> **Your assignment**: Read the data and repeat all of it exactly.

> **Source data**:
★ ★ ★ ★

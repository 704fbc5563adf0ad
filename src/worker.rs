// src/worker.rs - Batch worker pool over a blocking queue
//
// N stateless workers pull batches from one queue and hand them to a
// shared handler. Shutdown is cooperative: dropping the pool stops the
// queue, the workers observe the timeout and exit, the drop joins them.

use log::{debug, error};
use std::panic::{catch_unwind, AssertUnwindSafe};
use std::sync::Arc;
use std::thread::JoinHandle;

use crate::queue::{BlockingQueue, PopStatus};
use crate::time::sleep_ms;

const DEFAULT_WAIT_MS: u64 = 100;

pub type BatchHandler<T> = Arc<dyn Fn(&mut Vec<T>) + Send + Sync>;
pub type InitHook = Arc<dyn Fn() + Send + Sync>;

#[derive(Clone)]
pub struct WorkerConfig {
    pub thread_num: usize,
    pub min_batch: usize,
    pub max_batch: usize,
    pub wait_ms: u64,
}

impl Default for WorkerConfig {
    fn default() -> Self {
        Self {
            thread_num: 1,
            min_batch: 1,
            max_batch: 8,
            wait_ms: DEFAULT_WAIT_MS,
        }
    }
}

pub struct WorkerPool<T: Send + 'static> {
    name: String,
    queue: Arc<BlockingQueue<T>>,
    threads: Vec<JoinHandle<()>>,
}

impl<T: Send + 'static> WorkerPool<T> {
    /// Spawn `config.thread_num` workers pulling from `queue`. Each
    /// worker runs `init` (if any) once before its first pop. Handler
    /// panics are logged and the batch dropped; the worker keeps going.
    pub fn start(
        name: impl Into<String>,
        queue: Arc<BlockingQueue<T>>,
        config: WorkerConfig,
        handler: BatchHandler<T>,
        init: Option<InitHook>,
    ) -> Self {
        let name = name.into();
        let mut threads = Vec::with_capacity(config.thread_num);

        for worker_idx in 0..config.thread_num.max(1) {
            let queue = queue.clone();
            let handler = handler.clone();
            let init = init.clone();
            let config = config.clone();
            let pool_name = name.clone();

            let builder =
                std::thread::Builder::new().name(format!("worker:{pool_name}:{worker_idx}"));
            let handle = builder
                .spawn(move || {
                    if let Some(init) = init {
                        if catch_unwind(AssertUnwindSafe(|| init())).is_err() {
                            error!("worker[{pool_name}:{worker_idx}] init hook panicked");
                        }
                    }

                    let mut batch: Vec<T> = Vec::with_capacity(config.max_batch);
                    loop {
                        batch.clear();
                        let status = queue.pop_front(
                            &mut batch,
                            config.min_batch,
                            config.max_batch,
                            config.wait_ms,
                        );

                        if !batch.is_empty() {
                            let taken = batch.len();
                            let result =
                                catch_unwind(AssertUnwindSafe(|| handler(&mut batch)));
                            queue.ack(taken);
                            if result.is_err() {
                                error!(
                                    "worker[{pool_name}:{worker_idx}] handler panicked, batch dropped"
                                );
                                batch.clear();
                            }
                        }

                        if status == PopStatus::TimedOut && queue.is_stopped() {
                            break;
                        }
                    }
                    debug!("worker[{pool_name}:{worker_idx}] exited");
                })
                .unwrap_or_else(|e| {
                    // Pool continues under-provisioned; placeholder keeps join uniform.
                    error!("worker[{name}:{worker_idx}] spawn failed: {e}");
                    std::thread::spawn(|| {})
                });
            threads.push(handle);
        }

        Self {
            name,
            queue,
            threads,
        }
    }

    /// Block until the queue is drained and no handler is mid-batch.
    pub fn flush(&self) {
        while self.queue.pending() > 0 {
            sleep_ms(1);
        }
    }

    pub fn queue(&self) -> &Arc<BlockingQueue<T>> {
        &self.queue
    }
}

impl<T: Send + 'static> Drop for WorkerPool<T> {
    fn drop(&mut self) {
        self.queue.stop();
        for handle in self.threads.drain(..) {
            if handle.join().is_err() {
                error!("worker pool[{}] thread join failed", self.name);
            }
        }
    }
}

#[cfg(test)]
mod tests {
    use super::*;
    use std::sync::atomic::{AtomicUsize, Ordering};
    use std::sync::Mutex;

    #[test]
    fn test_all_items_processed() {
        let queue = Arc::new(BlockingQueue::new("wp-basic", 0));
        let seen = Arc::new(Mutex::new(Vec::new()));
        let seen2 = seen.clone();
        let pool = WorkerPool::start(
            "basic",
            queue.clone(),
            WorkerConfig {
                thread_num: 2,
                min_batch: 1,
                max_batch: 4,
                wait_ms: 20,
            },
            Arc::new(move |batch: &mut Vec<i32>| {
                seen2.lock().unwrap().extend(batch.drain(..));
            }),
            None,
        );

        for i in 0..50 {
            queue.push(i);
        }
        pool.flush();
        drop(pool);

        let mut seen = seen.lock().unwrap().clone();
        seen.sort_unstable();
        assert_eq!(seen, (0..50).collect::<Vec<_>>());
    }

    #[test]
    fn test_init_hook_runs_once_per_worker() {
        let queue: Arc<BlockingQueue<i32>> = Arc::new(BlockingQueue::new("wp-init", 0));
        let inits = Arc::new(AtomicUsize::new(0));
        let inits2 = inits.clone();
        let pool = WorkerPool::start(
            "init",
            queue.clone(),
            WorkerConfig {
                thread_num: 3,
                ..WorkerConfig::default()
            },
            Arc::new(|_batch: &mut Vec<i32>| {}),
            Some(Arc::new(move || {
                inits2.fetch_add(1, Ordering::SeqCst);
            })),
        );
        sleep_ms(50);
        drop(pool);
        assert_eq!(inits.load(Ordering::SeqCst), 3);
    }

    #[test]
    fn test_handler_panic_does_not_kill_worker() {
        let queue = Arc::new(BlockingQueue::new("wp-panic", 0));
        let processed = Arc::new(AtomicUsize::new(0));
        let processed2 = processed.clone();
        let pool = WorkerPool::start(
            "panic",
            queue.clone(),
            WorkerConfig {
                thread_num: 1,
                min_batch: 1,
                max_batch: 1,
                wait_ms: 20,
            },
            Arc::new(move |batch: &mut Vec<i32>| {
                if batch[0] < 0 {
                    panic!("bad item");
                }
                processed2.fetch_add(batch.len(), Ordering::SeqCst);
            }),
            None,
        );

        queue.push(-1);
        queue.push(1);
        queue.push(2);
        pool.flush();
        drop(pool);
        assert_eq!(processed.load(Ordering::SeqCst), 2);
    }

    #[test]
    fn test_drop_joins_workers() {
        let queue: Arc<BlockingQueue<i32>> = Arc::new(BlockingQueue::new("wp-drop", 0));
        let pool = WorkerPool::start(
            "drop",
            queue.clone(),
            WorkerConfig::default(),
            Arc::new(|_batch: &mut Vec<i32>| {}),
            None,
        );
        drop(pool);
        assert!(queue.is_stopped());
    }

    #[test]
    fn test_batch_sizes_respect_max() {
        let queue = Arc::new(BlockingQueue::new("wp-batch", 0));
        let max_seen = Arc::new(AtomicUsize::new(0));
        let max_seen2 = max_seen.clone();
        let pool = WorkerPool::start(
            "batch",
            queue.clone(),
            WorkerConfig {
                thread_num: 1,
                min_batch: 1,
                max_batch: 4,
                wait_ms: 20,
            },
            Arc::new(move |batch: &mut Vec<i32>| {
                max_seen2.fetch_max(batch.len(), Ordering::SeqCst);
            }),
            None,
        );
        queue.push_bulk(0..32);
        pool.flush();
        drop(pool);
        assert!(max_seen.load(Ordering::SeqCst) <= 4);
        assert!(max_seen.load(Ordering::SeqCst) >= 1);
    }
}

★ ★ ★ ★

> **Output of the exercise**:
repository 704fbc5563adf0ad
filename src/worker.rs
// src/worker.rs - Batch worker pool over a blocking queue
//
// N stateless workers pull batches from one queue and hand them to a
// shared handler. Shutdown is cooperative: dropping the pool stops the
// queue, the workers observe the timeout and exit, the drop joins them.

use log::{debug, error};
use std::panic::{catch_unwind, AssertUnwindSafe};
use std::sync::Arc;
use std::thread::JoinHandle;

use crate::queue::{BlockingQueue, PopStatus};
use crate::time::sleep_ms;

const DEFAULT_WAIT_MS: u64 = 100;

pub type BatchHandler<T> = Arc<dyn Fn(&mut Vec<T>) + Send + Sync>;
pub type InitHook = Arc<dyn Fn() + Send + Sync>;

#[derive(Clone)]
pub struct WorkerConfig {
    pub thread_num: usize,
    pub min_batch: usize,
    pub max_batch: usize,
    pub wait_ms: u64,
}

impl Default for WorkerConfig {
    fn default() -> Self {
        Self {
            thread_num: 1,
            min_batch: 1,
            max_batch: 8,
            wait_ms: DEFAULT_WAIT_MS,
        }
    }
}

pub struct WorkerPool<T: Send + 'static> {
    name: String,
    queue: Arc<BlockingQueue<T>>,
    threads: Vec<JoinHandle<()>>,
}

impl<T: Send + 'static> WorkerPool<T> {
    /// Spawn `config.thread_num` workers pulling from `queue`. Each
    /// worker runs `init` (if any) once before its first pop. Handler
    /// panics are logged and the batch dropped; the worker keeps going.
    pub fn start(
        name: impl Into<String>,
        queue: Arc<BlockingQueue<T>>,
        config: WorkerConfig,
        handler: BatchHandler<T>,
        init: Option<InitHook>,
    ) -> Self {
        let name = name.into();
        let mut threads = Vec::with_capacity(config.thread_num);

        for worker_idx in 0..config.thread_num.max(1) {
            let queue = queue.clone();
            let handler = handler.clone();
            let init = init.clone();
            let config = config.clone();
            let pool_name = name.clone();

            let builder =
                std::thread::Builder::new().name(format!("worker:{pool_name}:{worker_idx}"));
            let handle = builder
                .spawn(move || {
                    if let Some(init) = init {
                        if catch_unwind(AssertUnwindSafe(|| init())).is_err() {
                            error!("worker[{pool_name}:{worker_idx}] init hook panicked");
                        }
                    }

                    let mut batch: Vec<T> = Vec::with_capacity(config.max_batch);
                    loop {
                        batch.clear();
                        let status = queue.pop_front(
                            &mut batch,
                            config.min_batch,
                            config.max_batch,
                            config.wait_ms,
                        );

                        if !batch.is_empty() {
                            let taken = batch.len();
                            let result =
                                catch_unwind(AssertUnwindSafe(|| handler(&mut batch)));
                            queue.ack(taken);
                            if result.is_err() {
                                error!(
                                    "worker[{pool_name}:{worker_idx}] handler panicked, batch dropped"
                                );
                                batch.clear();
                            }
                        }

                        if status == PopStatus::TimedOut && queue.is_stopped() {
                            break;
                        }
                    }
                    debug!("worker[{pool_name}:{worker_idx}] exited");
                })
                .unwrap_or_else(|e| {
                    // Pool continues under-provisioned; placeholder keeps join uniform.
                    error!("worker[{name}:{worker_idx}] spawn failed: {e}");
                    std::thread::spawn(|| {})
                });
            threads.push(handle);
        }

        Self {
            name,
            queue,
            threads,
        }
    }

    /// Block until the queue is drained and no handler is mid-batch.
    pub fn flush(&self) {
        while self.queue.pending() > 0 {
            sleep_ms(1);
        }
    }

    pub fn queue(&self) -> &Arc<BlockingQueue<T>> {
        &self.queue
    }
}

impl<T: Send + 'static> Drop for WorkerPool<T> {
    fn drop(&mut self) {
        self.queue.stop();
        for handle in self.threads.drain(..) {
            if handle.join().is_err() {
                error!("worker pool[{}] thread join failed", self.name);
            }
        }
    }
}

#[cfg(test)]
mod tests {
    use super::*;
    use std::sync::atomic::{AtomicUsize, Ordering};
    use std::sync::Mutex;

    #[test]
    fn test_all_items_processed() {
        let queue = Arc::new(BlockingQueue::new("wp-basic", 0));
        let seen = Arc::new(Mutex::new(Vec::new()));
        let seen2 = seen.clone();
        let pool = WorkerPool::start(
            "basic",
            queue.clone(),
            WorkerConfig {
                thread_num: 2,
                min_batch: 1,
                max_batch: 4,
                wait_ms: 20,
            },
            Arc::new(move |batch: &mut Vec<i32>| {
                seen2.lock().unwrap().extend(batch.drain(..));
            }),
            None,
        );

        for i in 0..50 {
            queue.push(i);
        }
        pool.flush();
        drop(pool);

        let mut seen = seen.lock().unwrap().clone();
        seen.sort_unstable();
        assert_eq!(seen, (0..50).collect::<Vec<_>>());
    }

    #[test]
    fn test_init_hook_runs_once_per_worker() {
        let queue: Arc<BlockingQueue<i32>> = Arc::new(BlockingQueue::new("wp-init", 0));
        let inits = Arc::new(AtomicUsize::new(0));
        let inits2 = inits.clone();
        let pool = WorkerPool::start(
            "init",
            queue.clone(),
            WorkerConfig {
                thread_num: 3,
                ..WorkerConfig::default()
            },
            Arc::new(|_batch: &mut Vec<i32>| {}),
            Some(Arc::new(move || {
                inits2.fetch_add(1, Ordering::SeqCst);
            })),
        );
        sleep_ms(50);
        drop(pool);
        assert_eq!(inits.load(Ordering::SeqCst), 3);
    }

    #[test]
    fn test_handler_panic_does_not_kill_worker() {
        let queue = Arc::new(BlockingQueue::new("wp-panic", 0));
        let processed = Arc::new(AtomicUsize::new(0));
        let processed2 = processed.clone();
        let pool = WorkerPool::start(
            "panic",
            queue.clone(),
            WorkerConfig {
                thread_num: 1,
                min_batch: 1,
                max_batch: 1,
                wait_ms: 20,
            },
            Arc::new(move |batch: &mut Vec<i32>| {
                if batch[0] < 0 {
                    panic!("bad item");
                }
                processed2.fetch_add(batch.len(), Ordering::SeqCst);
            }),
            None,
        );

        queue.push(-1);
        queue.push(1);
        queue.push(2);
        pool.flush();
        drop(pool);
        assert_eq!(processed.load(Ordering::SeqCst), 2);
    }

    #[test]
    fn test_drop_joins_workers() {
        let queue: Arc<BlockingQueue<i32>> = Arc::new(BlockingQueue::new("wp-drop", 0));
        let pool = WorkerPool::start(
            "drop",
            queue.clone(),
            WorkerConfig::default(),
            Arc::new(|_batch: &mut Vec<i32>| {}),
            None,
        );
        drop(pool);
        assert!(queue.is_stopped());
    }

    #[test]
    fn test_batch_sizes_respect_max() {
        let queue = Arc::new(BlockingQueue::new("wp-batch", 0));
        let max_seen = Arc::new(AtomicUsize::new(0));
        let max_seen2 = max_seen.clone();
        let pool = WorkerPool::start(
            "batch",
            queue.clone(),
            WorkerConfig {
                thread_num: 1,
                min_batch: 1,
                max_batch: 4,
                wait_ms: 20,
            },
            Arc::new(move |batch: &mut Vec<i32>| {
                max_seen2.fetch_max(batch.len(), Ordering::SeqCst);
            }),
            None,
        );
        queue.push_bulk(0..32);
        pool.flush();
        drop(pool);
        assert!(max_seen.load(Ordering::SeqCst) <= 4);
        assert!(max_seen.load(Ordering::SeqCst) >= 1);
    }
}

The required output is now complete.